赵简之顺着他的思路往下想:“他会想,红军的人跟他小舅子搅在一起了?”
“不。”梁承烬摇了摇头。
“他会想,这是一个扳倒我梁承烬的机会。”
梁承烬一字一顿地说,每一个字都充满了算计。
“在他看来,假如他控制了场面,事情就变成了我梁承烬暗中跟红军做交易,被他当场抓到,我当场被干掉。而他那个小舅子金世安,不过是被我或是红军胁迫牵连的无辜商人。
到时候,他不仅能把红叶做掉,还能顺带把我和金世安之间的所有账目问题一笔勾销,金世安有什么脏东西,全可以推到我头上。”
这个逻辑链条清晰而残酷,赵简之听得后背有些发凉。
“所以,他会派兵去仓库围剿?”
“他不会只派兵。他会亲自去。”梁承烬的语气十分确定,“他太想看我倒霉了,这种能亲手把我踩进泥里的好戏,他不会错过的。”
赵简之的手攥成了拳头,手心已经渗出了汗。
“那仓库里……到时候谁在里面?”
“金世安在里面。”
梁承烬说出这个名字的时候,就像是在说一个与己无关的陌生人。
“啊?”
赵简之的反应完全在他的预料之中。
“金世安那个秦风商会,你以为他只倒卖军资、搬孙承九的赃款?我让人查了整整四天,他在城南那个仓库区有一间私人仓房,每个月固定两次在深夜卸货。你猜卸的是什么?”

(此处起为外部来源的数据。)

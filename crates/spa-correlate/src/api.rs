//! Host API surface
//!
//! Host code reaches the interaction bound to the current execution context
//! through `InteractionTracker::interaction`. Every call is a no-op once that
//! interaction has been harvested.

use crate::tracker::InteractionTracker;
use serde_json::Value;
use spa_core::{ContextStore, HarvestSink, InteractionId, NodeKind, Timestamp};
use tracing::debug;

/// Handle on one interaction, returned by `InteractionTracker::interaction`
pub struct InteractionApi<'a, S: HarvestSink> {
    tracker: &'a mut InteractionTracker<S>,
    id: InteractionId,
    ts: Timestamp,
}

impl<S: HarvestSink> InteractionTracker<S> {
    /// The interaction bound to the active node. With none open, a new
    /// interaction triggered by `api` is created and the pointer moves to its
    /// root so work started by the caller attaches to it.
    pub fn interaction(&mut self, ts: Timestamp) -> InteractionApi<'_, S> {
        self.advance(ts);

        let bound = self.active_node().and_then(|n| self.open_interaction_of(n));
        let id = match bound {
            Some(id) => id,
            None => {
                let id = self.create_interaction("api", ts);
                self.current = self.interactions.get(&id).map(|i| i.root);
                id
            }
        };

        InteractionApi {
            tracker: self,
            id,
            ts,
        }
    }
}

impl<'a, S: HarvestSink> InteractionApi<'a, S> {
    pub fn id(&self) -> InteractionId {
        self.id
    }

    /// Timestamp the handle was obtained at, used by calls that record time
    pub fn ts(&self) -> Timestamp {
        self.ts
    }

    pub fn tracker(&mut self) -> &mut InteractionTracker<S> {
        self.tracker
    }

    fn with<F>(&mut self, f: F) -> &mut Self
    where
        F: FnOnce(&mut spa_core::Interaction),
    {
        if let Some(ixn) = self.tracker.interactions.get_mut(&self.id) {
            f(ixn);
        }
        self
    }

    pub fn action_text(&mut self, text: impl Into<String>) -> &mut Self {
        let text = text.into();
        self.with(|ixn| ixn.action_text = Some(text))
    }

    /// Name the interaction, optionally replacing its trigger
    pub fn set_name(&mut self, name: impl Into<String>, trigger: Option<&str>) -> &mut Self {
        let name = name.into();
        let trigger = trigger.map(str::to_string);
        let root = match self.tracker.interactions.get_mut(&self.id) {
            Some(ixn) => {
                if let Some(trigger) = &trigger {
                    ixn.trigger = trigger.clone();
                }
                ixn.root
            }
            None => return self,
        };
        if let Some(node) = self.tracker.arena.get_mut(root) {
            node.attrs.custom_name = Some(name);
            if trigger.is_some() {
                node.attrs.trigger = trigger;
            }
        }
        self
    }

    pub fn set_attribute(&mut self, key: impl Into<String>, value: Value) -> &mut Self {
        let root = match self.tracker.interactions.get(&self.id) {
            Some(ixn) => ixn.root,
            None => return self,
        };
        if let Some(node) = self.tracker.arena.get_mut(root) {
            node.attrs.custom.insert(key.into(), value);
        }
        self
    }

    /// Emit the interaction even if it ends up ignored
    pub fn save(&mut self) -> &mut Self {
        self.with(|ixn| ixn.save = true)
    }

    /// Drop the interaction unless it is saved or changes the route
    pub fn ignore(&mut self) -> &mut Self {
        self.with(|ixn| ixn.ignored = true)
    }

    /// Run `handler` with the context store once the interaction finalizes
    pub fn on_end(&mut self, handler: impl FnOnce(&ContextStore) + 'static) -> &mut Self {
        self.with(|ixn| ixn.on_end(Box::new(handler)))
    }

    /// Access the interaction's context store
    pub fn get_context<R>(&mut self, f: impl FnOnce(&mut ContextStore) -> R) -> Option<R> {
        self.tracker
            .interactions
            .get_mut(&self.id)
            .map(|ixn| f(&mut ixn.context_store))
    }

    /// End the interaction now, whatever is still pending. A `customEnd`
    /// child marks the point. Calling it again does nothing.
    pub fn end(&mut self) -> &mut Self {
        let ts = self.ts;
        let root = match self.tracker.interactions.get_mut(&self.id) {
            Some(ixn) if ixn.is_open() => {
                ixn.forced_end = true;
                ixn.root
            }
            _ => return self,
        };
        if let Some(marker) = self.tracker.attach(root, NodeKind::CustomEnd, ts) {
            self.tracker.arena.end_node(marker, ts);
        }
        debug!(interaction = %self.id, ts, "explicit end");
        self.tracker.finish(self.id, ts);
        self
    }
}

赵简之机械地摇了摇头,他的大脑已经跟不上梁承烬的节奏。
“鸦片。”
梁承烬吐出两个字。
“大烟土,至少上百箱。他在西安做的不仅是军需倒卖的生意,他还在走日本人的鸦片。秦风商会的账簿上有一笔跟伪满洲国的暗线交易,我已经拿到了副本。”
“日本人的鸦片?”
赵简之被这个消息震得半天说不出话来。
“金世安做这门生意至少有一年了。他以为躲在顾祝同后面谁也不敢动他。”
梁承烬将那张画着红线的地图卷了起来,拿在手里,像握着一根权杖。
“我要做的,就是让顾祝同亲自带兵冲进那个仓库,亲眼看到他小舅子的鸦片,还有那本记录着他通敌罪证的账簿。”
“然后呢?”赵简之追问,他的声音里带着一丝颤抖。
“然后,所有罪证都在现场。鸦片、账簿、勾结日谍的证据,全是板上钉钉的通敌罪。顾祝同要是替他小舅子掩盖,那他自己就是同案犯。他要是不掩盖,那金世安就是死路一条。”
赵简之倒吸了一口凉气,他看着梁承烬,仿佛第一次认识自己的这位长官。
“一石三鸟。端掉秦风商会,拿到赃款,顺带让顾祝同自废一臂。”
“四鸟。”
梁承烬伸出四根手指,在赵简之面前晃了晃。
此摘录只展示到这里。